To address the problem of resistance to standard antiplatelet therapy in some patients, our team proposed a purinoceptor-dependent dual therapy. Its efficacy is also determined by the condition of the vascular endothelium which, by secreting numerous factors, is involved in hemostasis. Among them, thrombospondin-1 is important in the context of thrombotic events. Therefore we sought to determine if the novel dual purinoceptor-dependent concept is associated with TSP-1 changes in vascular endothelial cells. TSP-1 expression in human microvascular endothelial cells was determined at transcriptional and protein level. We performed real-time PCR, the Western blot analysis and ELISA test. We found that TSP-1 mRNA and protein expression levels significantly changed in response to P1R agonists treatment. Furthermore, we have observed that co-administration of selective A2AR agonists (UK-432,097 or MRE0094) with P2Y12R antagonists altered TSP-1 expression levels, and the direction of these changes was not synergistic. MRE0094 applied with ARC69931MX or R-138727 increased mRNA expression from 39 to 56 or 57%, respectively (*P < 0.05 vs. MRE0094; ***P < 0.001 vs. control). Also, in the case of the P2Y12R antagonists used together with UK-432,097, there was an increase from 53 to 71 and 70% (*P < 0.05 vs. UK-432,097; ***P < 0.001 vs. control). The observed trends in gene expression were reflected in the protein expression and the level of its secretion from HMEC-1. The article presents evidence which proves that the purinoceptor-dependent concept is associated with TSP-1 changes in endothelial cells (EC).
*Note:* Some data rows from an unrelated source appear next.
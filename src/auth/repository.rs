// Database repositories for users and refresh tokens

use chrono::{Duration, Utc};
use sha2::{Digest, Sha256};
use sqlx::PgPool;
use uuid::Uuid;

use crate::auth::{
    error::AuthError,
    models::{RefreshToken, Role, User},
};

/// User repository for database operations
#[derive(Clone)]
pub struct UserRepository {
    pool: PgPool,
}

impl UserRepository {
    pub fn new(pool: PgPool) -> Self {
        Self { pool }
    }

    /// Create a new user
    pub async fn create_user(
        &self,
        name: &str,
        email: &str,
        password_hash: &str,
        role: Role,
    ) -> Result<User, AuthError> {
        let user = sqlx::query_as::<_, User>(
            "INSERT INTO users (name, email, password_hash, role) VALUES ($1, $2, $3, $4)
             RETURNING id, name, email, password_hash, role, created_at",
        )
        .bind(name)
        .bind(email)
        .bind(password_hash)
        .bind(role)
        .fetch_one(&self.pool)
        .await
        .map_err(|e| {
            if let sqlx::Error::Database(db_err) = &e {
                if db_err.is_unique_violation() {
                    return AuthError::EmailAlreadyExists;
                }
            }
            AuthError::DatabaseError(e.to_string())
        })?;

        Ok(user)
    }

    /// Find a user by email (case-insensitive)
    pub async fn find_by_email(&self, email: &str) -> Result<Option<User>, AuthError> {
        sqlx::query_as::<_, User>(
            "SELECT id, name, email, password_hash, role, created_at
             FROM users WHERE LOWER(email) = LOWER($1)",
        )
        .bind(email)
        .fetch_optional(&self.pool)
        .await
        .map_err(|e| AuthError::DatabaseError(e.to_string()))
    }

    /// Find a user by ID
    pub async fn find_by_id(&self, id: i32) -> Result<Option<User>, AuthError> {
        sqlx::query_as::<_, User>(
            "SELECT id, name, email, password_hash, role, created_at FROM users WHERE id = $1",
        )
        .bind(id)
        .fetch_optional(&self.pool)
        .await
        .map_err(|e| AuthError::DatabaseError(e.to_string()))
    }

    /// Check if an email is already registered
    pub async fn email_exists(&self, email: &str) -> Result<bool, AuthError> {
        let exists: (bool,) = sqlx::query_as(
            "SELECT EXISTS(SELECT 1 FROM users WHERE LOWER(email) = LOWER($1))",
        )
        .bind(email)
        .fetch_one(&self.pool)
        .await
        .map_err(|e| AuthError::DatabaseError(e.to_string()))?;

        Ok(exists.0)
    }
}

/// Default refresh-token lifetime: 7 days
pub const REFRESH_TOKEN_TTL_DAYS: i64 = 7;

/// Repository holding persisted refresh tokens.
///
/// Tokens are opaque UUID strings handed to the client; only a SHA-256
/// hash is stored, and the hash column carries the uniqueness constraint.
#[derive(Clone)]
pub struct RefreshTokenRepository {
    pool: PgPool,
}

impl RefreshTokenRepository {
    pub fn new(pool: PgPool) -> Self {
        Self { pool }
    }

    fn hash_token(token: &str) -> String {
        let mut hasher = Sha256::new();
        hasher.update(token.as_bytes());
        format!("{:x}", hasher.finalize())
    }

    /// Mint and persist a new refresh token for a user, returning the raw
    /// token string. One new record per login; prior tokens stay valid.
    pub async fn create_for_user(&self, user_id: i32) -> Result<String, AuthError> {
        let token = Uuid::new_v4().to_string();
        let expires_at = Utc::now() + Duration::days(REFRESH_TOKEN_TTL_DAYS);

        sqlx::query(
            "INSERT INTO refresh_tokens (user_id, token_hash, expires_at) VALUES ($1, $2, $3)",
        )
        .bind(user_id)
        .bind(Self::hash_token(&token))
        .bind(expires_at)
        .execute(&self.pool)
        .await
        .map_err(|e| AuthError::DatabaseError(e.to_string()))?;

        Ok(token)
    }

    /// Look up a stored token by its raw string, expired or not.
    /// Expiry is checked by the caller so a stale record can be consumed
    /// and reported distinctly from an unknown one.
    pub async fn find_by_token(&self, token: &str) -> Result<Option<RefreshToken>, AuthError> {
        sqlx::query_as::<_, RefreshToken>(
            "SELECT id, user_id, token_hash, expires_at, created_at
             FROM refresh_tokens WHERE token_hash = $1",
        )
        .bind(Self::hash_token(token))
        .fetch_optional(&self.pool)
        .await
        .map_err(|e| AuthError::DatabaseError(e.to_string()))
    }

    /// Delete by record id (used when expiry is detected during refresh)
    pub async fn delete_by_id(&self, id: i32) -> Result<(), AuthError> {
        sqlx::query("DELETE FROM refresh_tokens WHERE id = $1")
            .bind(id)
            .execute(&self.pool)
            .await
            .map_err(|e| AuthError::DatabaseError(e.to_string()))?;

        Ok(())
    }

    /// Delete the record for a raw token. Absence is not an error.
    pub async fn delete_by_token(&self, token: &str) -> Result<(), AuthError> {
        sqlx::query("DELETE FROM refresh_tokens WHERE token_hash = $1")
            .bind(Self::hash_token(token))
            .execute(&self.pool)
            .await
            .map_err(|e| AuthError::DatabaseError(e.to_string()))?;

        Ok(())
    }
}
// Timetable handlers

use axum::{
    extract::{Path, Query, State},
    http::StatusCode,
    Json,
};
use serde_json::{json, Value};
use validator::Validate;

use crate::auth::{CurrentUser, StaffOnly, StudentOnly};
use crate::error::ApiError;
use crate::timetables::models::{
    CreateTimetableEntry, TimetableEntry, TimetableEntryWithNames, TimetableQuery,
};
use crate::AppState;

/// POST /api/timetables - create an entry, teacher = current user (staff)
pub async fn create_entry(
    State(state): State<AppState>,
    StaffOnly(user): StaffOnly,
    Json(payload): Json<CreateTimetableEntry>,
) -> Result<(StatusCode, Json<TimetableEntry>), ApiError> {
    payload.validate()?;

    let entry = sqlx::query_as::<_, TimetableEntry>(
        "INSERT INTO timetable_entries (batch_id, subject_id, day_of_week, start_time, end_time, teacher_id)
         VALUES ($1, $2, $3, $4, $5, $6)
         RETURNING id, batch_id, subject_id, day_of_week, start_time, end_time, teacher_id, created_at",
    )
    .bind(payload.batch)
    .bind(payload.subject)
    .bind(payload.day_of_week)
    .bind(&payload.start_time)
    .bind(&payload.end_time)
    .bind(user.id)
    .fetch_one(&state.db)
    .await?;

    tracing::info!("User {} created timetable entry {}", user.id, entry.id);
    Ok((StatusCode::CREATED, Json(entry)))
}

/// GET /api/timetables/batch/:batchId - entries for a batch (any authenticated)
pub async fn batch_timetable(
    State(state): State<AppState>,
    _user: CurrentUser,
    Path(batch_id): Path<i32>,
) -> Result<Json<Vec<TimetableEntryWithNames>>, ApiError> {
    let entries = sqlx::query_as::<_, TimetableEntryWithNames>(
        "SELECT t.id, t.batch_id, t.subject_id, s.name AS subject_name,
                t.day_of_week, t.start_time, t.end_time, u.name AS teacher_name
         FROM timetable_entries t
         JOIN subjects s ON s.id = t.subject_id
         LEFT JOIN users u ON u.id = t.teacher_id
         WHERE t.batch_id = $1
         ORDER BY t.day_of_week, t.start_time",
    )
    .bind(batch_id)
    .fetch_all(&state.db)
    .await?;

    Ok(Json(entries))
}

/// GET /api/timetables/mine - a student's entries, optional batch filter
pub async fn my_timetable(
    State(state): State<AppState>,
    StudentOnly(_user): StudentOnly,
    Query(query): Query<TimetableQuery>,
) -> Result<Json<Vec<TimetableEntryWithNames>>, ApiError> {
    let entries = sqlx::query_as::<_, TimetableEntryWithNames>(
        "SELECT t.id, t.batch_id, t.subject_id, s.name AS subject_name,
                t.day_of_week, t.start_time, t.end_time, u.name AS teacher_name
         FROM timetable_entries t
         JOIN subjects s ON s.id = t.subject_id
         LEFT JOIN users u ON u.id = t.teacher_id
         WHERE $1::int IS NULL OR t.batch_id = $1
         ORDER BY t.day_of_week, t.start_time",
    )
    .bind(query.batch_id)
    .fetch_all(&state.db)
    .await?;

    Ok(Json(entries))
}

/// DELETE /api/timetables/:id - remove an entry (staff)
pub async fn delete_entry(
    State(state): State<AppState>,
    StaffOnly(_user): StaffOnly,
    Path(id): Path<i32>,
) -> Result<Json<Value>, ApiError> {
    let result = sqlx::query("DELETE FROM timetable_entries WHERE id = $1")
        .bind(id)
        .execute(&state.db)
        .await?;

    if result.rows_affected() == 0 {
        return Err(ApiError::NotFound {
            resource: "Timetable entry".to_string(),
            id: id.to_string(),
        });
    }

    Ok(Json(json!({ "message": "Timetable entry removed" })))
}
Moreover, Human Microvascular Endothelial Cells treatment applied together with agonists (MRE0094 or UK-432,097) and P2Y12R antagonist did not result in any synergistic effect, implicating a possible crosstalk between G proteins in GPCRs dependent signaling. Therefore, we suggest that understanding of the specific mechanism underlying TSP-1 alterations in EC in the context of the dual purinoceptor-dependent approach is essential for antiplatelet therapies and should be the subject of future research. [Display omitted] •TSP-1 mRNA and protein levels are decreased in response to the use of P1R agonists.•Simultaneous P1 agonization and P2Y12 antagonization change TSP-1 expression levels.•Antagonization of P2Y12 may alter the endothelial cell response to A2A agonists.•The dual purinoceptor-dependent approach affects the condition of endothelial cells.